◆ Source records:
"""

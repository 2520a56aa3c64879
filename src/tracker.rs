//! Tracker main loop
//!
//! Single cooperative loop. Each [`Tracker::tick`]:
//!
//! 1. Disconnected: probe the connectivity provider, back off, return
//! 2. First connected tick: one-time modem setup, then `EnableGps`
//! 3. Otherwise: step the acquisition state machine, then publish any
//!    pending fix (or re-arm acquisition if the machine went Idle)
//!
//! Every call blocks for at most the sum of its command timeouts. Exactly
//! one modem command is in flight at any time.

use crate::communication::{Connectivity, PublishGateway, PublishOutcome, Publisher};
use crate::devices::modem::commands::{self, AtStep};
use crate::devices::modem::{AtChannel, ModemIdentity};
use crate::parameters::TrackerParams;
use crate::platform::traits::GpioInterface;
use crate::subsystems::gps::{Event, GpsPoller};

/// What a tick did
#[derive(Debug, Clone, Copy, PartialEq, Eq)]
#[cfg_attr(feature = "defmt", derive(defmt::Format))]
pub enum TickReport {
    /// Link down; probed and backed off
    Disconnected,
    /// One-time modem setup ran
    SetupComplete,
    /// State machine stepped; carries the publish outcome if one was attempted
    Stepped(Option<PublishOutcome>),
}

/// Tracker application
pub struct Tracker<C, G, N, P>
where
    C: AtChannel,
    G: GpioInterface,
    N: Connectivity,
    P: Publisher,
{
    channel: C,
    connectivity: N,
    poller: GpsPoller<G>,
    gateway: PublishGateway<P>,
    identity: ModemIdentity,
    params: TrackerParams,
    setup_done: bool,
}

impl<C, G, N, P> Tracker<C, G, N, P>
where
    C: AtChannel,
    G: GpioInterface,
    N: Connectivity,
    P: Publisher,
{
    /// Create a tracker
    ///
    /// # Arguments
    ///
    /// * `channel` - Modem command channel (also the board clock)
    /// * `indicator` - Radio priority status pin
    /// * `connectivity` - Cloud link status provider
    /// * `publisher` - Acknowledged publish transport
    /// * `params` - Timing parameters and event name
    pub fn new(
        channel: C,
        indicator: G,
        connectivity: N,
        publisher: P,
        params: TrackerParams,
    ) -> Self {
        Self {
            channel,
            connectivity,
            poller: GpsPoller::new(indicator, &params),
            gateway: PublishGateway::new(publisher, params.event_name),
            identity: ModemIdentity::default(),
            params,
            setup_done: false,
        }
    }

    /// Run one loop iteration
    pub fn tick(&mut self) -> TickReport {
        if !self.connectivity.is_connected() {
            self.connectivity.probe();
            self.channel.delay_ms(self.params.connect_backoff_ms);
            return TickReport::Disconnected;
        }

        if !self.setup_done {
            self.setup();
            return TickReport::SetupComplete;
        }

        self.poller.update(&mut self.channel);

        if self.poller.has_pending_fix() {
            let outcome = self.gateway.publish_pending(&mut self.poller, &mut self.channel);
            return TickReport::Stepped(outcome);
        }

        if self.poller.is_idle() {
            self.poller.handle_event(&mut self.channel, Event::EnableGps);
        }
        TickReport::Stepped(None)
    }

    /// One-time modem setup
    ///
    /// Every step is fire-and-forget: failures are logged and setup carries
    /// on. Acquisition then starts regardless.
    fn setup(&mut self) {
        crate::log_info!("Modem setup");

        self.identity = ModemIdentity::identify(&mut self.channel);
        match self.identity.antenna_sequence() {
            Some(steps) => run_sequence(&mut self.channel, steps),
            None => crate::log_warn!("No antenna sequence for model '{}'", self.identity.model()),
        }

        // Clear any session left over from before the reset
        run_step(&mut self.channel, &commands::GPS_SESSION_END);
        run_sequence(&mut self.channel, commands::MODEM_CONFIG_SEQUENCE);

        self.poller.favor_wwan(&mut self.channel);
        self.setup_done = true;
        self.poller.handle_event(&mut self.channel, Event::EnableGps);
    }

    pub fn is_setup_done(&self) -> bool {
        self.setup_done
    }

    /// Modem identity resolved during setup
    pub fn identity(&self) -> &ModemIdentity {
        &self.identity
    }

    pub fn poller(&self) -> &GpsPoller<G> {
        &self.poller
    }

    pub fn gateway(&self) -> &PublishGateway<P> {
        &self.gateway
    }

    pub fn gateway_mut(&mut self) -> &mut PublishGateway<P> {
        &mut self.gateway
    }

    pub fn channel(&self) -> &C {
        &self.channel
    }

    pub fn channel_mut(&mut self) -> &mut C {
        &mut self.channel
    }

    pub fn connectivity_mut(&mut self) -> &mut N {
        &mut self.connectivity
    }
}

fn run_step<C: AtChannel>(channel: &mut C, step: &AtStep) {
    if let Err(_e) = channel
        .send(step.command, step.timeout_ms, None)
        .into_result()
    {
        crate::log_warn!("Setup: {} failed: {}", step.command, _e);
    }
}

fn run_sequence<C: AtChannel>(channel: &mut C, steps: &[AtStep]) {
    for step in steps {
        run_step(channel, step);
    }
}

#[cfg(test)]
mod tests {
    use super::*;
    use crate::communication::mock::{MockConnectivity, MockPublisher};
    use crate::core::TrackerError;
    use crate::devices::modem::commands::{
        ANTENNA_POWER_SEQUENCES, GPS_LOCATION, GPS_SESSION_BEGIN, GPS_SESSION_END, IDENTIFY,
        PRIORITY_GNSS, PRIORITY_WWAN,
    };
    use crate::devices::modem::CommandChannel;
    use crate::platform::mock::{MockGpio, MockTimer, MockUart};
    use crate::subsystems::gps::PollStateId;

    type TestTracker =
        Tracker<CommandChannel<MockUart, MockTimer>, MockGpio, MockConnectivity, MockPublisher>;

    fn tracker(connected: bool, model: &str) -> TestTracker {
        let mut uart = MockUart::new(Default::default());
        uart.reply_to(
            IDENTIFY.command,
            &format!("\r\nQuectel\r\n{}\r\nRevision: {}LAR02A04\r\n\r\nOK\r\n", model, model),
        );
        for (_, steps) in ANTENNA_POWER_SEQUENCES {
            for step in *steps {
                uart.reply_to(step.command, "\r\nOK\r\n");
            }
        }
        for step in commands::MODEM_CONFIG_SEQUENCE {
            uart.reply_to(step.command, "\r\nOK\r\n");
        }
        for cmd in [
            GPS_SESSION_BEGIN.command,
            GPS_SESSION_END.command,
            PRIORITY_GNSS.command,
            PRIORITY_WWAN.command,
        ] {
            uart.reply_to(cmd, "\r\nOK\r\n");
        }
        uart.reply_to(
            GPS_LOCATION.command,
            "\r\n+QGPSLOC: 142008.000,37.87498,-122.29064,1.0,19.4,2,0.00,0.0,0.0,040821,06\r\n\r\nOK\r\n",
        );

        Tracker::new(
            CommandChannel::new(uart, MockTimer::starting_at_ms(30_000)),
            MockGpio::new_output(),
            MockConnectivity::new(connected),
            MockPublisher::new(),
            TrackerParams::default(),
        )
    }

    fn sent(t: &TestTracker) -> Vec<String> {
        t.channel().uart().sent_commands()
    }

    #[test]
    fn test_disconnected_tick_only_probes() {
        let mut t = tracker(false, "BG77");
        let start = t.channel().now_ms();

        assert_eq!(t.tick(), TickReport::Disconnected);
        assert_eq!(t.tick(), TickReport::Disconnected);

        assert!(sent(&t).is_empty());
        assert_eq!(t.connectivity_mut().probe_count(), 2);
        assert_eq!(t.channel().now_ms() - start, 2_000);
        assert!(!t.is_setup_done());
    }

    #[test]
    fn test_setup_sequence_for_bg77() {
        let mut t = tracker(true, "BG77");
        assert_eq!(t.tick(), TickReport::SetupComplete);

        let mut expected = vec![IDENTIFY.command.to_string()];
        expected.push("AT+QCFG=\"gpio\",1,26,1,0,0,1".to_string());
        expected.push("AT+QCFG=\"gpio\",3,26,1,1".to_string());
        expected.push(GPS_SESSION_END.command.to_string());
        expected.extend(
            commands::MODEM_CONFIG_SEQUENCE
                .iter()
                .map(|s| s.command.to_string()),
        );
        expected.push(PRIORITY_WWAN.command.to_string());
        expected.push(GPS_SESSION_BEGIN.command.to_string());
        expected.push(PRIORITY_GNSS.command.to_string());

        assert_eq!(sent(&t), expected);
        assert!(t.identity().model().starts_with("BG77"));
        assert_eq!(t.poller().state(), PollStateId::Polling);
    }

    #[test]
    fn test_setup_runs_once() {
        let mut t = tracker(true, "BG95");
        t.tick();
        t.channel_mut().uart_mut().clear_sent_commands();

        t.tick();
        assert_eq!(
            sent(&t)
                .iter()
                .filter(|c| c.as_str() == IDENTIFY.command)
                .count(),
            0
        );
    }

    #[test]
    fn test_setup_survives_silent_modem() {
        let mut t = tracker(true, "BG77");
        t.channel_mut().uart_mut().clear_reply(IDENTIFY.command);

        assert_eq!(t.tick(), TickReport::SetupComplete);
        assert_eq!(t.identity().model(), "");
        assert!(!sent(&t).iter().any(|c| c.starts_with("AT+QCFG")));
        assert_eq!(t.poller().state(), PollStateId::Polling);
    }

    #[test]
    fn test_fix_is_published_and_acquisition_restarts() {
        let mut t = tracker(true, "BG77");
        t.tick();

        assert_eq!(t.tick(), TickReport::Stepped(Some(PublishOutcome::Acked)));
        let published = t.gateway().publisher().published();
        assert_eq!(published.len(), 1);
        assert_eq!(published[0].0, crate::parameters::tracker::EVENT_NAME);
        assert!(published[0]
            .1
            .contains(r#""gpsloc":"142008.000,37.87498,-122.29064,1.0,19.4,2,0.00,0.0,0.0,040821,06""#));
        assert_eq!(t.poller().state(), PollStateId::Polling);
        assert!(!t.poller().has_pending_fix());
    }

    #[test]
    fn test_nack_aborts_and_next_tick_restarts_session() {
        let mut t = tracker(true, "BG77");
        t.tick();
        t.gateway_mut()
            .publisher_mut()
            .queue(Err(TrackerError::PublishNack));

        assert_eq!(t.tick(), TickReport::Stepped(Some(PublishOutcome::Nacked)));
        assert_eq!(t.poller().state(), PollStateId::Idle);
        assert_eq!(t.poller().session().lock_count, 0);
        assert_eq!(sent(&t).last().map(String::as_str), Some(GPS_SESSION_END.command));

        t.channel_mut().uart_mut().clear_sent_commands();
        assert_eq!(t.tick(), TickReport::Stepped(None));
        assert_eq!(t.poller().state(), PollStateId::Polling);
        assert_eq!(
            sent(&t),
            vec![
                GPS_SESSION_BEGIN.command.to_string(),
                PRIORITY_GNSS.command.to_string()
            ]
        );
    }
}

"""

◆ Task objective: What is needed is a copy of every line above in which "ModemIdentity" appears.

◆ Task output:
use crate::devices::modem::{AtChannel, ModemIdentity};
    identity: ModemIdentity,
            identity: ModemIdentity::default(),
        self.identity = ModemIdentity::identify(&mut self.channel);
    pub fn identity(&self) -> &ModemIdentity {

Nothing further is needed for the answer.